- **Try it**
When the line containing "pub fn employment(workplace: String, address: String)" is reached, begin transcribing. Continue exactly through the final line of the listing, and return nothing else.
%%
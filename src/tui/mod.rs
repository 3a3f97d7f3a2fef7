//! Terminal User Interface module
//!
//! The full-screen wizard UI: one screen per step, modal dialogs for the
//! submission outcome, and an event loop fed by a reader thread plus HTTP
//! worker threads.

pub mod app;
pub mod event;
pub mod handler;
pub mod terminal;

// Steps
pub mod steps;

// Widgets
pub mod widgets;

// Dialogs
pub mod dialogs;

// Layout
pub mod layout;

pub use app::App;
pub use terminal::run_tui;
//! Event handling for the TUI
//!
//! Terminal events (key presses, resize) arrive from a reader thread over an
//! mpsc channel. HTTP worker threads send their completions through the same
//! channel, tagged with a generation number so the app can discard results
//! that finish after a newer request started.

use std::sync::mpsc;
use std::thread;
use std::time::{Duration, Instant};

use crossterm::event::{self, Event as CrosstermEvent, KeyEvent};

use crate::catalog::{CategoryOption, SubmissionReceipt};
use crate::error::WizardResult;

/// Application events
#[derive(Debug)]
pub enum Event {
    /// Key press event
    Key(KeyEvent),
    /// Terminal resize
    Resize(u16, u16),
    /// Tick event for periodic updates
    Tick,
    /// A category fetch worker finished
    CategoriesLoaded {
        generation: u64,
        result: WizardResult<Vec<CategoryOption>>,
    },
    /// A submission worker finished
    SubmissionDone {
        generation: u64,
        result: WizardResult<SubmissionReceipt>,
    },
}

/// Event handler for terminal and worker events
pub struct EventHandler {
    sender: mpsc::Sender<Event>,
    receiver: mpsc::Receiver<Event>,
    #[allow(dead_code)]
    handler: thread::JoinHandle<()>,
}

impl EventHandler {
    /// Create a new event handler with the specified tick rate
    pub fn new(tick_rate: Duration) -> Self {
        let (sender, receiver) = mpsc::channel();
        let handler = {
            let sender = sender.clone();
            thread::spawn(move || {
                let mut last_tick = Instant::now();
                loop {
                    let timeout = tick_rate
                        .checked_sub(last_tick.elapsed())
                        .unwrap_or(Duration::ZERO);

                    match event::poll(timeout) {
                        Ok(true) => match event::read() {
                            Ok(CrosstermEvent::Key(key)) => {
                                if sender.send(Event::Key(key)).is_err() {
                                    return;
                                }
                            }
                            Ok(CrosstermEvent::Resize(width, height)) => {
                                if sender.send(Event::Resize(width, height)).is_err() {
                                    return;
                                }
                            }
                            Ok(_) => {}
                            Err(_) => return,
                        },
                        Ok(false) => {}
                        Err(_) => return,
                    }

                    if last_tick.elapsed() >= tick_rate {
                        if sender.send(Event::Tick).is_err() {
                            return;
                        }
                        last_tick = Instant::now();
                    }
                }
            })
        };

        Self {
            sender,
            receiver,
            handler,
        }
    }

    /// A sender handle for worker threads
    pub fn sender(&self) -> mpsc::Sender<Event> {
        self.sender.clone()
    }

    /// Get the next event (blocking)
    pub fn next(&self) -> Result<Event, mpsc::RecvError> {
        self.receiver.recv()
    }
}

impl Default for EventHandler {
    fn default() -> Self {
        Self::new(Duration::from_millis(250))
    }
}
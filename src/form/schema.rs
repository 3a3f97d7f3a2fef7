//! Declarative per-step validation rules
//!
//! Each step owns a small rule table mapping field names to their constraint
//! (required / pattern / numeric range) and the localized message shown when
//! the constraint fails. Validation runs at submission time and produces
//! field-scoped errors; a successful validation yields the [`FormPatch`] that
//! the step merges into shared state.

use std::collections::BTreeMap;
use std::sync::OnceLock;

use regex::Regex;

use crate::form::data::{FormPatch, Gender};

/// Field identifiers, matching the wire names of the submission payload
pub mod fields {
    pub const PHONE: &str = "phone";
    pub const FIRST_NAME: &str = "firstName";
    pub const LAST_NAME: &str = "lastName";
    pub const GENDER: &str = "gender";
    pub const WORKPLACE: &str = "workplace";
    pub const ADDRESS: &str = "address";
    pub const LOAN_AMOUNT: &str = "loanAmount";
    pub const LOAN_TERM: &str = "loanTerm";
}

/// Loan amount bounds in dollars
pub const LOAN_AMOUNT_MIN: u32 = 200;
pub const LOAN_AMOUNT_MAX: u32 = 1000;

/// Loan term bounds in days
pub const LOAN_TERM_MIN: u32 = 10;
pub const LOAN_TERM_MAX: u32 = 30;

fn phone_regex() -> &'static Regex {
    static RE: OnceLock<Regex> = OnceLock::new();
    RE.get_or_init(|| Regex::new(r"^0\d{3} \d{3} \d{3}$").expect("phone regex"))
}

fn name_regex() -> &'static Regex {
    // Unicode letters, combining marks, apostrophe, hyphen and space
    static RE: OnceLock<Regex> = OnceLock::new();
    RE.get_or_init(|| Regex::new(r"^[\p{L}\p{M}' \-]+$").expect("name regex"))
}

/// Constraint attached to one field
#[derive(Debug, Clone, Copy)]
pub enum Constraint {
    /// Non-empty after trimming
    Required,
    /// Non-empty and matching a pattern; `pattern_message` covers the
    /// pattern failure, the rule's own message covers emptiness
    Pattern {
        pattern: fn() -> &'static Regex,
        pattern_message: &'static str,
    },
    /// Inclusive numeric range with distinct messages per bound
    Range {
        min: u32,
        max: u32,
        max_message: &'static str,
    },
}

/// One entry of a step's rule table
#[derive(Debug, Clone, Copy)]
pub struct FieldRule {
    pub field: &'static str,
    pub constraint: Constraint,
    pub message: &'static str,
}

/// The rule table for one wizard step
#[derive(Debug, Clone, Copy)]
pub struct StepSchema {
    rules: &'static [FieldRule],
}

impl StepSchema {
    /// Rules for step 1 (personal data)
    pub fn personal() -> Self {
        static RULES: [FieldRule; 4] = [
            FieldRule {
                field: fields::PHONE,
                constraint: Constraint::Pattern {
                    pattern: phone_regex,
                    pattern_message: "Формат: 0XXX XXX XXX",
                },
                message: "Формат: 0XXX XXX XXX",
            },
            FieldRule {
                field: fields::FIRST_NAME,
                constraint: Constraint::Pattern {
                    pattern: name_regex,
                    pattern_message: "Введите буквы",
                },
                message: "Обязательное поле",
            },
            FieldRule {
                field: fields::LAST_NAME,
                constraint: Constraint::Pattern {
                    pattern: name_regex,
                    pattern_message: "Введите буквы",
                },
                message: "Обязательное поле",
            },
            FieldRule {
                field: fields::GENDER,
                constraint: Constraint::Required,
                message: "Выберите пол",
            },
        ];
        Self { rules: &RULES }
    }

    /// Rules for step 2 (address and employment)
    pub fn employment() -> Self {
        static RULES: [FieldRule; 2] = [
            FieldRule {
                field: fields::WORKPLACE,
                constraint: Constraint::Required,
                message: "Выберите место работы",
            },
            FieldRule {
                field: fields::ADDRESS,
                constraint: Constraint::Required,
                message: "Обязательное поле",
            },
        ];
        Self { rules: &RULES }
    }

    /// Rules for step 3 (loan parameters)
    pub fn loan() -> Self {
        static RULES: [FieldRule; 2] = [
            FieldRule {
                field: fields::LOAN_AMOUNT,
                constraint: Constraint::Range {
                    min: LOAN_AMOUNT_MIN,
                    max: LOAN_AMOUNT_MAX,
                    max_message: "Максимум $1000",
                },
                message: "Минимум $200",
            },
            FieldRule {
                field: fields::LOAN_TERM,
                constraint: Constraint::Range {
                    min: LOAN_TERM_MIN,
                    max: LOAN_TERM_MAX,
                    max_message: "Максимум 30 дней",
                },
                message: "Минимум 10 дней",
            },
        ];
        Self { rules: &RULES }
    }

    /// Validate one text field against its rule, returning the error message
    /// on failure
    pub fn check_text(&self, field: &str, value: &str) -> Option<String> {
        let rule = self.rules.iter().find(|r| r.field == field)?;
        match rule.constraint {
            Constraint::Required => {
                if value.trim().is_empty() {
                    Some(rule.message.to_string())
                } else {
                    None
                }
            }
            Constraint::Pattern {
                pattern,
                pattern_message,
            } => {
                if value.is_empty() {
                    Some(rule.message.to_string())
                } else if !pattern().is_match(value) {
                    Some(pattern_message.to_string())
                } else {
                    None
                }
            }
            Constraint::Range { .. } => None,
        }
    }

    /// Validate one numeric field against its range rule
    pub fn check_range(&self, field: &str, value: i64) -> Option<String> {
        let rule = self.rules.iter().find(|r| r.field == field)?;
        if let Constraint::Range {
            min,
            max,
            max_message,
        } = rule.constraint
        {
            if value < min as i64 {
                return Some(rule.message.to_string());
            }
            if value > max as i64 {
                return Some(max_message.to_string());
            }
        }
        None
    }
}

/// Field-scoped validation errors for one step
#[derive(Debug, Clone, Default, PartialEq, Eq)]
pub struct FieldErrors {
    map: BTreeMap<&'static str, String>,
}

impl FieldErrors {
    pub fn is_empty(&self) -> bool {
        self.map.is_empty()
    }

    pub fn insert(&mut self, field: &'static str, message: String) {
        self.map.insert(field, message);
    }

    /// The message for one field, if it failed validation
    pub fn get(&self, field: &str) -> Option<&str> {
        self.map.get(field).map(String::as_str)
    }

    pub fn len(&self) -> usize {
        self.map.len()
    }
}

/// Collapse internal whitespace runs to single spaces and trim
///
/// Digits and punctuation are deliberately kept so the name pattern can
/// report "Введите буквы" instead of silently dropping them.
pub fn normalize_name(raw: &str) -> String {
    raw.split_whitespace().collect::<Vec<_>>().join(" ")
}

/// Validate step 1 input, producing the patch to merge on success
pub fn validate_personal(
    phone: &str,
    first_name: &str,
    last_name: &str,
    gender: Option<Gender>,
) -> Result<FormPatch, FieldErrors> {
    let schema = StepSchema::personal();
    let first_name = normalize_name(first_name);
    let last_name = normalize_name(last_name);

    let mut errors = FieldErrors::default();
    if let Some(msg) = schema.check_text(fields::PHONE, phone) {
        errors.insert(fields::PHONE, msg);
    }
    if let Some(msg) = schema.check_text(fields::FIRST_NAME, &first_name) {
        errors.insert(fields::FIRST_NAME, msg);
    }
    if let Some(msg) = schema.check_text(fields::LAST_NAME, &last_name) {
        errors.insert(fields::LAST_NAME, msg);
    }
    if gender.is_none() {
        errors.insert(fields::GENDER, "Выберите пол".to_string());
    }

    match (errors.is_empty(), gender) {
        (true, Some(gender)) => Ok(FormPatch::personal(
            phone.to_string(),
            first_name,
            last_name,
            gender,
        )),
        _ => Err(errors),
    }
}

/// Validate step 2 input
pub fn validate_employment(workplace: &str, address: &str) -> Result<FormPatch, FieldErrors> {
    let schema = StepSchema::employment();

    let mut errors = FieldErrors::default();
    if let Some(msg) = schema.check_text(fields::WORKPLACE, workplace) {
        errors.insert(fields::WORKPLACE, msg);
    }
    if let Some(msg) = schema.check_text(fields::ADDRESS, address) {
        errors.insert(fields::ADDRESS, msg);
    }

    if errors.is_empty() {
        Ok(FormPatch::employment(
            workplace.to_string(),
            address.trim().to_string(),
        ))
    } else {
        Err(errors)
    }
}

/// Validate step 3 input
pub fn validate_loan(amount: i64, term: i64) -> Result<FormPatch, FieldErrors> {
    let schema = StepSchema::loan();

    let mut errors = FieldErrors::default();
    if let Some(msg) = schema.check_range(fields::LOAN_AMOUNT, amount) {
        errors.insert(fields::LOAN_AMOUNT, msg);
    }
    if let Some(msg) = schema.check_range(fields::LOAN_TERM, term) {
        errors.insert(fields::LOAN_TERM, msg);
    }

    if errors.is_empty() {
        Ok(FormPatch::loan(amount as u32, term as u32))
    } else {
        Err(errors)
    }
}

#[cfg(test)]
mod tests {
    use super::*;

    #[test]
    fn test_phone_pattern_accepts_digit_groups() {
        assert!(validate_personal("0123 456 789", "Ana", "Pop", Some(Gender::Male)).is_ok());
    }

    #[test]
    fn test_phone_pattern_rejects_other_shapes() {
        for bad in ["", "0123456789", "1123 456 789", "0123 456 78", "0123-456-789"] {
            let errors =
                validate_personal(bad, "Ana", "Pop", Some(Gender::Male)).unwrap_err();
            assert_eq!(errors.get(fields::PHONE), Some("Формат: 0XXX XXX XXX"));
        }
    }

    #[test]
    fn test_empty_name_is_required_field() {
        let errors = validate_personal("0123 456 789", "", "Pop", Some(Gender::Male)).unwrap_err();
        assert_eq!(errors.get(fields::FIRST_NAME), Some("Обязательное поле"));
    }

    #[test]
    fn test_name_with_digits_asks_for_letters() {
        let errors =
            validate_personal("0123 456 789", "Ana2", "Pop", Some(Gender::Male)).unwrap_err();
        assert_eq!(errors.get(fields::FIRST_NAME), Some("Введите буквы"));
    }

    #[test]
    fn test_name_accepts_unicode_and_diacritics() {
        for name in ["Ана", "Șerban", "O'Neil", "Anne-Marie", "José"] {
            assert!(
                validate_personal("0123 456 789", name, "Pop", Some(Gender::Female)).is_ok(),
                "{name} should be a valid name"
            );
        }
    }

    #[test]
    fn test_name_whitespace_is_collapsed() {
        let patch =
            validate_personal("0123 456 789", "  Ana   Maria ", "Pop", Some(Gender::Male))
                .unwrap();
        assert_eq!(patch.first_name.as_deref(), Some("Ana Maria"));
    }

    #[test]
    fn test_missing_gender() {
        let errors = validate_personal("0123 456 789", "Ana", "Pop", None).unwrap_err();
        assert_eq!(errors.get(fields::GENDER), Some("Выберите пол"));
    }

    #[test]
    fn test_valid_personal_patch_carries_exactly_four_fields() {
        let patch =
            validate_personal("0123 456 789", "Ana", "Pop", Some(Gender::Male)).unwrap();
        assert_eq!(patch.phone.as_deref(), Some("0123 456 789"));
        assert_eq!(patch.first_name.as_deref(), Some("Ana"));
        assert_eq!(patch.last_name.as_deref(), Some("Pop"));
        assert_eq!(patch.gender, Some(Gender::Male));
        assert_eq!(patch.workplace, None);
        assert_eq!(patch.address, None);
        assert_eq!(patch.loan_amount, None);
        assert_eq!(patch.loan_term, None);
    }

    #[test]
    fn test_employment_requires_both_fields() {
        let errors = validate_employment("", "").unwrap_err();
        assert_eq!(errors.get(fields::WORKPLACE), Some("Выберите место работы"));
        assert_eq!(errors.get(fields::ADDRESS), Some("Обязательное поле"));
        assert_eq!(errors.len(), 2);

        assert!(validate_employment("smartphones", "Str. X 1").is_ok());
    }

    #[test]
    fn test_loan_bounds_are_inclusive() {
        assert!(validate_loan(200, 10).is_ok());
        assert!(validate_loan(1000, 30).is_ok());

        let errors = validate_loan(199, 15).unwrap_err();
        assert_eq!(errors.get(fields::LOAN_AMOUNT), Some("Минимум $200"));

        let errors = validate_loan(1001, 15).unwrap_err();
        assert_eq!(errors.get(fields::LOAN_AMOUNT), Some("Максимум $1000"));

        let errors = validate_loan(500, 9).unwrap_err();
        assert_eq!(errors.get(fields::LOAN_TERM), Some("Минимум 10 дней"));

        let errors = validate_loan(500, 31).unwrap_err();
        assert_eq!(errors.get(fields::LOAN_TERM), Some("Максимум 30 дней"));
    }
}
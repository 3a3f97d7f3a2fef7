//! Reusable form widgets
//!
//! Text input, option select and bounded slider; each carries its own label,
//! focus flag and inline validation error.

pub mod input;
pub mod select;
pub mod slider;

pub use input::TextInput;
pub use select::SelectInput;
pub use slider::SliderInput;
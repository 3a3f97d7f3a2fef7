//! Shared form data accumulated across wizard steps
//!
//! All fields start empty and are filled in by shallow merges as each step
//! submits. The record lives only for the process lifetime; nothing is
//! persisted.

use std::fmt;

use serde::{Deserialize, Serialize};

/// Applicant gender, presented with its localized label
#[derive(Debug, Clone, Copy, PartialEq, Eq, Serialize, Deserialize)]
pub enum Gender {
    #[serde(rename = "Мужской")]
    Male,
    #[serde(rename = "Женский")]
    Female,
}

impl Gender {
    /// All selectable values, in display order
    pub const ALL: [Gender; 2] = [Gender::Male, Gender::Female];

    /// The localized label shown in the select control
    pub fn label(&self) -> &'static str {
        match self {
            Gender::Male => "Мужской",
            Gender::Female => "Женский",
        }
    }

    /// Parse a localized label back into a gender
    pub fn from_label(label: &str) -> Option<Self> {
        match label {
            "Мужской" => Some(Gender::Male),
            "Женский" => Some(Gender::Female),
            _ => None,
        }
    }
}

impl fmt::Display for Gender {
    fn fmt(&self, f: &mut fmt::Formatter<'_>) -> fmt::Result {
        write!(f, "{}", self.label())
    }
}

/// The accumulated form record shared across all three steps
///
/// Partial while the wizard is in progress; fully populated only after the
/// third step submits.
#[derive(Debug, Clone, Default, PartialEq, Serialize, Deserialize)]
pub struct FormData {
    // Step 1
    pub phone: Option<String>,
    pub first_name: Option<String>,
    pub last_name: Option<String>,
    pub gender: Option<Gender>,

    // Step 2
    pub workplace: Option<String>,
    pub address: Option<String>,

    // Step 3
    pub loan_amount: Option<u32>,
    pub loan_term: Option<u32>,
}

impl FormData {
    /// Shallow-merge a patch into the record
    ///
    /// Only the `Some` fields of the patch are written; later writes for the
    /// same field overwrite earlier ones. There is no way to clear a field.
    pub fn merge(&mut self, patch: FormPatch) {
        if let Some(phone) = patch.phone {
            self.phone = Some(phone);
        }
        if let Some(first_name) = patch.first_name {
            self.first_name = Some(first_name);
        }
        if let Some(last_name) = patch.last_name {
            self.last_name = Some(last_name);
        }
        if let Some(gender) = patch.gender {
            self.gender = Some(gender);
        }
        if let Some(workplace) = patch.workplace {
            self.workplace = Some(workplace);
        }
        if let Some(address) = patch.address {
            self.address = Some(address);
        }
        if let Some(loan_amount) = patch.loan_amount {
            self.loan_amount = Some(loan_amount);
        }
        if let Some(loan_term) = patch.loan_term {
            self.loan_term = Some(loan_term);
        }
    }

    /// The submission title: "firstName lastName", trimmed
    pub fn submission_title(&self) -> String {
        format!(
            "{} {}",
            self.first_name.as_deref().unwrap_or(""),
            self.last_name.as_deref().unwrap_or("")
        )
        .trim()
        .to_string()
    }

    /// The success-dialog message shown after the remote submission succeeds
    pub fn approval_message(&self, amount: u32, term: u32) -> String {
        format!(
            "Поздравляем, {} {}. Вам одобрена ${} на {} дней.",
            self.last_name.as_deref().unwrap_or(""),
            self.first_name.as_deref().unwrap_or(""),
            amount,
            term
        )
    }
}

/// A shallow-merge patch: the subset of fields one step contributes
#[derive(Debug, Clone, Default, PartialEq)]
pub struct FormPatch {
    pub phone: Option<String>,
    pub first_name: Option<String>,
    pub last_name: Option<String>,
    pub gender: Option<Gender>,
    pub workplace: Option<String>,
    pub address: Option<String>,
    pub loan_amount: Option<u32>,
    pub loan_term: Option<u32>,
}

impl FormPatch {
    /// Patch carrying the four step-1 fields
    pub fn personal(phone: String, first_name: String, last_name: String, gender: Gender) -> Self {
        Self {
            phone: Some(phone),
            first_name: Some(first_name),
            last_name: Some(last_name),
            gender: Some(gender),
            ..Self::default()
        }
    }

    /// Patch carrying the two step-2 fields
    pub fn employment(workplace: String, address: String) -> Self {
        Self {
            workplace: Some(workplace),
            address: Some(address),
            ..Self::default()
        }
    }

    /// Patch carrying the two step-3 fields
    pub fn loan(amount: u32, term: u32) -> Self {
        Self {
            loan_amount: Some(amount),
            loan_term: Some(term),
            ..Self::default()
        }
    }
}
%%
- **Completed exercise**
    pub fn employment(workplace: String, address: String) -> Self {
        Self {
            workplace: Some(workplace),
            address: Some(address),
            ..Self::default()
        }
    }

    /// Patch carrying the two step-3 fields
    pub fn loan(amount: u32, term: u32) -> Self {
        Self {
            loan_amount: Some(amount),
            loan_term: Some(term),
            ..Self::default()
        }
    }
}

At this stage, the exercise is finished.